If it were she now who played Lygia? Yes; it was she. They were calling her Lygia. Hampstead smiled to himself. Presently he chuckled softly, and the chuckle appeared to loose a small avalanche of new-born emotions that leaped and jumbled somewhere inside.

But the first encounter was disappointing. Miss Dounay seized him by the arm, without a glance,—her eyes being fixed on Mowrey,—and led the big man out of the scene exactly as if he had been a wooden Indian on rollers.

"Now," she said, "you have just carried me off." Her voice had wonderful tones in it, tones that started more avalanches inside; but she appeared as unconscious of the tones and their effect as of him. She was making another note in her part.

"Better practice that 'carry off stage' before we try it at rehearsal," called the sharp voice of Mowrey. His eyes and his remark were addressed to Miss Dounay. Miss Dounay nodded.

"Shall we?" she said, and looked straight at Hampstead, giving him his first glance into self-confident eyes which were clear, brownish-black, with liquescent, unsounded depths. In form it was a question she had asked; in effect it was a command from a very cool and business-like young person.

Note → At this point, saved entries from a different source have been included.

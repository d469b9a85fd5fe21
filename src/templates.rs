use askama::Template;
use axum::{
    http::{StatusCode, header},
    response::{IntoResponse, Response},
};

use crate::{
    error::AppError,
    models::{Comment, PostForm, PostView, User},
};

/// Wrapper to render askama templates as axum responses
pub struct Html<T: Template>(pub T);

impl<T: Template> Html<T> {
    /// Render failures become a 500 whatever status was asked for.
    pub fn with_status(self, status: StatusCode) -> Response {
        match self.0.render() {
            Ok(body) => (
                status,
                [(header::CONTENT_TYPE, "text/html; charset=utf-8")],
                body,
            )
                .into_response(),
            Err(e) => AppError::from(e).into_response(),
        }
    }
}

impl<T: Template> IntoResponse for Html<T> {
    fn into_response(self) -> Response {
        self.with_status(StatusCode::OK)
    }
}

#[derive(Template)]
#[template(path = "index.html")]
pub struct IndexTemplate {
    pub user: Option<User>,
    pub heading: String,
    pub posts: Vec<PostView>,
}

#[derive(Template)]
#[template(path = "post.html")]
pub struct PostTemplate {
    pub user: Option<User>,
    pub post: PostView,
    pub comments: Vec<Comment>,
}

#[derive(Template)]
#[template(path = "post_form.html")]
pub struct PostFormTemplate {
    pub user: Option<User>,
    pub heading: String,
    pub action: String,
    pub form: PostForm,
    pub error: Option<String>,
}

#[derive(Template)]
#[template(path = "sign_in.html")]
pub struct SignInTemplate {
    pub user: Option<User>,
    pub email: String,
    pub error: Option<String>,
}

#[derive(Template)]
#[template(path = "sign_up.html")]
pub struct SignUpTemplate {
    pub user: Option<User>,
    pub username: String,
    pub email: String,
    pub error: Option<String>,
}

#[derive(Template)]
#[template(path = "error.html")]
pub struct ErrorTemplate {
    pub user: Option<User>,
    pub status: u16,
    pub reason: String,
    pub message: String,
}
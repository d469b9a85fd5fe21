use axum::{
    Form,
    extract::State,
    http::{StatusCode, header::SET_COOKIE},
    response::{AppendHeaders, IntoResponse, Redirect, Response},
};
use chrono::Utc;

use crate::{
    AppState,
    auth::{OptionalAuthUser, SessionCookie, clear_session_cookie, session_cookie},
    error::{AppError, Result},
    models::{LoginRequest, RegisterRequest},
    repository::PgRepository,
    services::auth_service,
    templates::{Html, SignInTemplate, SignUpTemplate},
};

// Errors the forms report inline; everything else goes to the error page
fn form_error(error: AppError) -> Result<(StatusCode, String)> {
    let status = error.status();
    match error {
        AppError::Validation(message)
        | AppError::Conflict(message)
        | AppError::Unauthorized(message) => Ok((status, message)),
        other => Err(other),
    }
}

pub async fn sign_up_page(OptionalAuthUser(auth): OptionalAuthUser) -> Response {
    if auth.is_some() {
        return Redirect::to("/").into_response();
    }

    Html(SignUpTemplate {
        user: None,
        username: String::new(),
        email: String::new(),
        error: None,
    })
    .into_response()
}

pub async fn sign_up(
    State(state): State<AppState>,
    Form(payload): Form<RegisterRequest>,
) -> Result<Response> {
    let mut repo = PgRepository::begin(&state.db).await?;

    match auth_service::register_user(&mut repo, &payload).await {
        Ok(_) => {
            repo.commit().await?;
            Ok(Redirect::to("/sign-in").into_response())
        }
        Err(e) => {
            let (status, message) = form_error(e)?;
            let page = SignUpTemplate {
                user: None,
                username: payload.username,
                email: payload.email,
                error: Some(message),
            };
            Ok(Html(page).with_status(status))
        }
    }
}

pub async fn sign_in_page(OptionalAuthUser(auth): OptionalAuthUser) -> Response {
    if auth.is_some() {
        return Redirect::to("/").into_response();
    }

    Html(SignInTemplate {
        user: None,
        email: String::new(),
        error: None,
    })
    .into_response()
}

pub async fn sign_in(
    State(state): State<AppState>,
    Form(payload): Form<LoginRequest>,
) -> Result<Response> {
    let now = Utc::now();
    let mut repo = PgRepository::begin(&state.db).await?;

    match auth_service::issue_session(&mut repo, &payload.email, &payload.password, now).await {
        Ok(session) => {
            repo.commit().await?;

            let cookie = session_cookie(
                &session.token,
                session.expires_at,
                now,
                state.config.secure_cookies,
            );

            Ok((AppendHeaders([(SET_COOKIE, cookie)]), Redirect::to("/")).into_response())
        }
        Err(e) => {
            let (status, message) = form_error(e)?;
            let page = SignInTemplate {
                user: None,
                email: payload.email,
                error: Some(message),
            };
            Ok(Html(page).with_status(status))
        }
    }
}

/// Clears the cookie even when the session behind it is already gone.
pub async fn logout(
    State(state): State<AppState>,
    SessionCookie(token): SessionCookie,
) -> Result<Response> {
    if let Some(token) = token {
        let mut repo = PgRepository::begin(&state.db).await?;
        auth_service::revoke_session(&mut repo, &token).await?;
        repo.commit().await?;

        tracing::info!("user logged out");
    }

    let cookie = clear_session_cookie(state.config.secure_cookies);
    Ok((AppendHeaders([(SET_COOKIE, cookie)]), Redirect::to("/")).into_response())
}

"I presume we had better," said John, affecting a foolish little laugh, which did not, however, get very far because the earnest air of Miss Dounay was inhospitable to levity.

"See here!" she instructed. "I throw up my arms in a faint. My left arm falls across your right shoulder. At the same time I give a little spring with my right leg, and I throw up my left leg like this. At the same instant you throw your right arm under my shoulders, your left arm gathers my legs; I will hold 'em stiff. There!"

Miss Dounay's arm was on John's shoulder, and she was preparing to suit the rest; of her action to her words. "Without any effort to lift me," she continued, talking now into his ear, "I will be extended in your arms. All you have to do is to be taking your running stride as I come to you, and after that to hold me poised while you bound off the stage. Can you do it?"

With this crisp, challenging question on her lips, Miss Dounay completed the proposed manoeuvre of her lower limbs, and John found himself with the long, exquisitely moulded body of a beautiful woman balancing in his arms, while a foolish quiver passed over him and shook him till he actually trembled.